The family I nannied for were former military, but progressive, and at first I had high hopes we’d get along. The two kids I watched were funny and wonderful and I quickly became known as the fun one around the neighborhood. Watching the kids for a week while the parents were out of town, I coordinated a massive water balloon fight for all the neighborhood kids. I’d buy prizes from Five Below to encourage good behavior for the younger kid, who struggled with managing emotions.
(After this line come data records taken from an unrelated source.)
//! A small real-time 3D viewer built in Rust
//!
//! This crate provides:
//! - Renderable objects (procedural cube, imported mesh, triangle) with an
//!   explicit GPU resource lifecycle
//! - WGSL shader programs that hot reload when their sources change
//! - A yaw/pitch camera driven by mouse motion and key steps
//! - Ambient, point and directional lights with Phong shading
//! - Rendering with wgpu and windowing with winit

pub mod assets;
pub mod core;
pub mod gpu;
pub mod input;
pub mod renderer;

// Re-exports for convenience
pub use glam;
pub use wgpu;
pub use winit;

pub use crate::core::{Error, Result};

/// Prelude module for common imports
pub mod prelude {
    pub use crate::core::{FrameOutcome, Program, RendererConfig, RunState};
    pub use crate::core::config::ObjectSpec;
    pub use crate::gpu::{GpuBackend, WgpuBackend};
    pub use crate::input::{InputAction, InputController, InputEvent, InputMapper, KeyAction};
    pub use crate::renderer::{
        ActiveObject, AmbientLight, Camera, DirectionalLight, FeatureFlags, Light,
        LightingEnvironment, PointLight, RenderableObject, Vertex,
    };
    pub use glam::{Mat4, Vec3, Vec4};
    pub use winit::keyboard::KeyCode;
}
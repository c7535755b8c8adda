//! Interactive viewer
//!
//! ```text
//! lumen [CONFIG.ron]
//! lumen --dump-config
//! ```
//!
//! Without a config file the built-in defaults are used: an orange cube
//! and a green icosphere, toggled with `M`. Their `shaders/` and `assets/`
//! paths are looked up next to the executable, then in the working directory.

use std::path::PathBuf;
use std::process::ExitCode;

use lumen::core::{self, RendererConfig};

fn main() -> ExitCode {
    env_logger::Builder::from_env(env_logger::Env::default().default_filter_or("info")).init();

    match run() {
        Ok(()) => ExitCode::SUCCESS,
        Err(err) => {
            log::error!("{err}");
            eprintln!("lumen: {err}");
            ExitCode::FAILURE
        }
    }
}

fn run() -> lumen::Result<()> {
    let arg = std::env::args().nth(1);
    let config = match arg.as_deref() {
        Some("--dump-config") => {
            let text = RendererConfig::default()
                .to_ron()
                .map_err(|message| lumen::Error::Config {
                    path: "<defaults>".into(),
                    message,
                })?;
            println!("{text}");
            return Ok(());
        }
        Some(path) => RendererConfig::load(path)?,
        None => default_config(),
    };

    core::run(config)
}

fn default_config() -> RendererConfig {
    let config = RendererConfig::default();
    let install_dir = std::env::current_exe()
        .ok()
        .and_then(|exe| exe.parent().map(PathBuf::from));

    match install_dir {
        Some(dir) if dir.join(&config.shaders.directory).is_dir() => {
            config.with_base_directory(dir)
        }
        _ => config,
    }
}
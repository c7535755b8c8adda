//! Key to action mapping
//!
//! Physical keys map to logical [`InputAction`]s so bindings can be changed
//! at runtime without touching the controller.
//!
//! # Example
//!
//! ```ignore
//! let mut mapper = InputMapper::with_defaults();
//! mapper.bind(KeyCode::ArrowUp, InputAction::MoveForward);
//! assert_eq!(mapper.get_action(KeyCode::ArrowUp), Some(InputAction::MoveForward));
//! ```

use rustc_hash::FxHashMap;
use winit::keyboard::KeyCode;

// ============================================================================
// Input Actions
// ============================================================================

/// What a key means to the viewer.
#[derive(Debug, Clone, Copy, PartialEq, Eq, Hash)]
pub enum InputAction {
    // -------------------------------------------------------------------------
    // Movement
    // -------------------------------------------------------------------------
    MoveForward,
    MoveBackward,
    StrafeLeft,
    StrafeRight,

    // -------------------------------------------------------------------------
    // Toggles
    // -------------------------------------------------------------------------
    /// Point-light specular term on/off
    ToggleSpecular,
    /// Directional light on/off
    ToggleDirectional,
    /// Swap which object is drawn
    ToggleActiveObject,

    /// Close the window
    Quit,
}

// ============================================================================
// Input Mapper
// ============================================================================

/// Maps physical keys to actions. One action per key, any number of keys per action.
#[derive(Debug, Clone)]
pub struct InputMapper {
    key_bindings: FxHashMap<KeyCode, InputAction>,
    /// Reverse lookup
    action_keys: FxHashMap<InputAction, Vec<KeyCode>>,
}

impl InputMapper {
    /// Create a mapper with no bindings.
    #[must_use]
    pub fn new() -> Self {
        Self {
            key_bindings: FxHashMap::default(),
            action_keys: FxHashMap::default(),
        }
    }

    /// Create a mapper with the standard viewer bindings.
    #[must_use]
    pub fn with_defaults() -> Self {
        let mut mapper = Self::new();

        mapper.bind(KeyCode::KeyW, InputAction::MoveForward);
        mapper.bind(KeyCode::KeyS, InputAction::MoveBackward);
        mapper.bind(KeyCode::KeyA, InputAction::StrafeLeft);
        mapper.bind(KeyCode::KeyD, InputAction::StrafeRight);

        mapper.bind(KeyCode::Space, InputAction::ToggleSpecular);
        mapper.bind(KeyCode::KeyL, InputAction::ToggleDirectional);
        mapper.bind(KeyCode::KeyM, InputAction::ToggleActiveObject);

        mapper.bind(KeyCode::Escape, InputAction::Quit);

        mapper
    }

    /// Bind a key to an action, replacing any previous binding of that key.
    pub fn bind(&mut self, key: KeyCode, action: InputAction) {
        self.forget_key(key);
        self.key_bindings.insert(key, action);
        self.action_keys.entry(action).or_default().push(key);
    }

    /// Remove a key's binding.
    pub fn unbind(&mut self, key: KeyCode) {
        self.forget_key(key);
    }

    fn forget_key(&mut self, key: KeyCode) {
        let Some(old_action) = self.key_bindings.remove(&key) else {
            return;
        };
        if let Some(keys) = self.action_keys.get_mut(&old_action) {
            keys.retain(|k| *k != key);
        }
    }

    #[must_use]
    pub fn get_action(&self, key: KeyCode) -> Option<InputAction> {
        self.key_bindings.get(&key).copied()
    }

    /// Keys bound to an action, in binding order.
    #[must_use]
    pub fn keys_for(&self, action: InputAction) -> &[KeyCode] {
        self.action_keys.get(&action).map_or(&[], Vec::as_slice)
    }

    #[must_use]
    pub fn is_bound(&self, key: KeyCode) -> bool {
        self.key_bindings.contains_key(&key)
    }

    #[must_use]
    pub fn binding_count(&self) -> usize {
        self.key_bindings.len()
    }
}

impl Default for InputMapper {
    fn default() -> Self {
        Self::with_defaults()
    }
}

// ============================================================================
// Tests
// ============================================================================

#[cfg(test)]
mod tests {
    use super::*;

    #[test]
    fn test_default_bindings() {
        let mapper = InputMapper::with_defaults();

        assert_eq!(mapper.get_action(KeyCode::KeyW), Some(InputAction::MoveForward));
        assert_eq!(mapper.get_action(KeyCode::KeyS), Some(InputAction::MoveBackward));
        assert_eq!(mapper.get_action(KeyCode::KeyA), Some(InputAction::StrafeLeft));
        assert_eq!(mapper.get_action(KeyCode::KeyD), Some(InputAction::StrafeRight));
        assert_eq!(mapper.get_action(KeyCode::Space), Some(InputAction::ToggleSpecular));
        assert_eq!(mapper.get_action(KeyCode::KeyL), Some(InputAction::ToggleDirectional));
        assert_eq!(mapper.get_action(KeyCode::KeyM), Some(InputAction::ToggleActiveObject));
        assert_eq!(mapper.get_action(KeyCode::Escape), Some(InputAction::Quit));
        assert_eq!(mapper.binding_count(), 8);
        assert_eq!(mapper.get_action(KeyCode::KeyQ), None);
    }

    #[test]
    fn test_rebind_moves_key_between_actions() {
        let mut mapper = InputMapper::with_defaults();

        mapper.bind(KeyCode::KeyW, InputAction::Quit);

        assert_eq!(mapper.get_action(KeyCode::KeyW), Some(InputAction::Quit));
        assert!(mapper.keys_for(InputAction::MoveForward).is_empty());
        assert_eq!(
            mapper.keys_for(InputAction::Quit),
            &[KeyCode::Escape, KeyCode::KeyW]
        );
    }

    #[test]
    fn test_several_keys_per_action() {
        let mut mapper = InputMapper::with_defaults();
        mapper.bind(KeyCode::ArrowUp, InputAction::MoveForward);

        assert_eq!(
            mapper.keys_for(InputAction::MoveForward),
            &[KeyCode::KeyW, KeyCode::ArrowUp]
        );
    }

    #[test]
    fn test_unbind() {
        let mut mapper = InputMapper::with_defaults();
        mapper.unbind(KeyCode::Space);

        assert!(!mapper.is_bound(KeyCode::Space));
        assert!(mapper.keys_for(InputAction::ToggleSpecular).is_empty());

        // Unbinding an unbound key is a no-op
        mapper.unbind(KeyCode::Space);
        assert_eq!(mapper.binding_count(), 7);
    }
}
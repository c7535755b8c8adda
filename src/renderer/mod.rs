//! Rendering module
//!
//! Camera, lights, shader programs and the renderable objects that tie them
//! to the GPU backend.

pub mod camera;
pub mod flags;
pub mod lights;
pub mod object;
pub mod shader;
pub mod vertex;

pub use camera::{Camera, MovementKind};
pub use flags::{ActiveObject, FeatureFlags};
pub use lights::{AmbientLight, DirectionalLight, Light, LightingEnvironment, PointLight};
pub use object::{FrameContext, Geometry, ObjectKind, RenderableObject, Residency};
pub use shader::{ReloadOutcome, ShaderPaths, ShaderProgram, ShaderSource};
pub use vertex::Vertex;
Sadly, I soon realized I would not be able to deal with the parents. “Sleeping with the enemy” level of household coordination was required, down to cans in the pantry all being organized with labels lined up and facing forward. Every load of laundry needed the detergent cartridge pulled out and washed, to prevent mold. The mother, a civil engineer, seemed to have misplaced energy from not working that went into hovering and micromanaging me out of boredom, despite me being “the best nanny they’d had”.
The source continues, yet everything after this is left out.